Background Eosinophilic tracheobronchitis with cough hypersensitivity, abbreviated as atopic cough, is an important cause of chronic cough. The reason for the absence of airway hyper-responsiveness is unknown, differing from asthma, a Th2 cytokine-mediated disorder.

Objective To compare the type 1 helper T cell (Th1)/Th2 balance in the peripheral blood from subjects with atopic cough and atopic asthma, we assessed the intracellular cytokine production at the single-cell level.

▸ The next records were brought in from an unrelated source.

impl<TStorage: ?Sized + WritableStorageTraits> Array<TStorage> {
    /// Store metadata.
    ///
    /// # Errors
    /// Returns [`StorageError`](crate::storage::StorageError) if there is an underlying store error.
    pub fn store_metadata(&self) -> Result<(), ArrayError> {
        Ok(create_array(&*self.storage, &self.path, &self.metadata)?)
    }

    /// Encode `chunk_elements` and store at `chunk_indices`.
    ///
    /// If every element is the fill value and the [store empty chunks](crate::config::Config#store-empty-chunks)
    /// option is disabled, the chunk is erased instead.
    ///
    /// # Errors
    /// Returns an [`ArrayError`] if
    ///  - `T` does not match the data type,
    ///  - the chunk indices are invalid,
    ///  - the length of `chunk_elements` does not match the chunk shape,
    ///  - there is a codec encoding error, or
    ///  - an underlying store error.
    pub fn store_chunk_elements<T: Element>(
        &self,
        chunk_indices: &[u64],
        chunk_elements: &[T],
    ) -> Result<(), ArrayError> {
        self.validate_element_type::<T>()?;
        self.chunk_subset(chunk_indices)?;
        if chunk_elements.len() != self.num_chunk_elements() {
            return Err(ArrayError::InvalidElementsLength(
                chunk_elements.len(),
                self.num_chunk_elements() as u64,
            ));
        }
        let decoded: &[u8] = bytemuck::cast_slice(chunk_elements);
        if !global_config().store_empty_chunks() && self.fill_value.equals_all(decoded) {
            erase_chunk(&*self.storage, &self.path, chunk_indices)?;
        } else {
            let encoded = self.codecs.encode(decoded.to_vec(), self.data_type())?;
            store_chunk(&*self.storage, &self.path, chunk_indices, encoded.into())?;
        }
        Ok(())
    }
}

impl<TStorage: ?Sized + ReadableWritableStorageTraits> Array<TStorage> {
    /// Store `elements` in the index-space region `roi`, which must be within the array.
    ///
    /// Chunks entirely covered by `roi` are written without being read.
    ///
    /// # Errors
    /// Returns an [`ArrayError`] if
    ///  - `T` does not match the data type,
    ///  - `roi` is not within the array,
    ///  - the length of `elements` does not match `roi`,
    ///  - there is a codec encoding or decoding error, or
    ///  - an underlying store error.
    pub fn store_roi_elements<T: Element>(
        &self,
        roi: &Roi,
        elements: &[T],
    ) -> Result<(), ArrayError> {
        let array_subset = roi
            .to_array_subset()
            .ok_or_else(|| ArrayError::InvalidRegion(roi.clone(), self.shape().to_vec()))?;
        self.store_array_subset_elements(&array_subset, elements)
    }

    /// Store `elements` in `array_subset`, which must be within the array.
    ///
    /// # Errors
    /// See [`store_roi_elements`](Array::store_roi_elements).
    pub fn store_array_subset_elements<T: Element>(
        &self,
        array_subset: &ArraySubset,
        elements: &[T],
    ) -> Result<(), ArrayError> {
        let fill = self.validate_element_type::<T>()?;
        if !array_subset.inbounds(self.shape()) {
            return Err(ArrayError::InvalidRegion(
                Roi::from_array_subset(array_subset),
                self.shape().to_vec(),
            ));
        }
        if elements.len() as u64 != array_subset.num_elements() {
            return Err(ArrayError::InvalidElementsLength(
                elements.len(),
                array_subset.num_elements(),
            ));
        }

        for (chunk_indices, chunk_subset) in array_subset.iter_chunks(&self.chunk_shape)? {
            let overlap = chunk_subset.overlap(array_subset)?;
            let overlap_elements = overlap
                .relative_to(array_subset.start())?
                .extract_elements(elements, array_subset.shape())?;
            let mut chunk_elements = if array_subset.contains(&chunk_subset.bound(self.shape())?) {
                vec![fill; self.num_chunk_elements()]
            } else {
                self.retrieve_chunk_elements::<T>(&chunk_indices)?
            };
            overlap.relative_to(chunk_subset.start())?.store_elements(
                &overlap_elements,
                &mut chunk_elements,
                &self.chunk_shape,
            )?;
            self.store_chunk_elements(&chunk_indices, &chunk_elements)?;
        }
        Ok(())
    }
}

/// Return `subset` relative to the offset of `roi`, or [`None`] if `subset` begins before `roi`.
fn relative_to_roi(subset: &ArraySubset, roi: &Roi) -> Option<ArraySubset> {
    let start = std::iter::zip(subset.start(), roi.offset().iter())
        .map(|(&s, &o)| u64::try_from(i64::try_from(s).ok()? - o).ok())
        .collect::<Option<Vec<_>>>()?;
    ArraySubset::new_with_start_shape(start, subset.shape().to_vec()).ok()
}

Methods Thirty-six subjects (10 patients with atopic cough, 18 with atopic asthma, and eight control subjects) were included. Intracellular IL-4 and IFN-γ were detected in CD4+ T cells by flow cytometry.

Results A significantly lower ratio of IFN-γ-/IL-4-producing CD4+ T cells after phorbol 12-myristate acetate/ionomycin stimulation was found in patients with atopic cough and atopic asthma compared with normal subjects. In comparison between atopic patients, the ratio of IFN-γ-/IL-4-producing cells was significantly higher in atopic cough than in atopic asthma. However, the proportion of IL-4-producing CD4+ T cells was significantly higher in patients with atopic asthma than in normal control subjects and no significant difference was detected between patients with atopic cough and normal subjects. No significant difference in the proportion of IFN-γ-producing cells was found between the subjects. Overall, the total IgE levels were positively correlated to the IL-4-producing cells and inversely correlated to the ratio of IFN-γ-/IL-4-producing cells.

Conclusion These results show the lower degree of Th2 cytokine predominance in atopic cough compared with atopic asthma and suggest the relation between the Th1/Th2 balance and atopic status.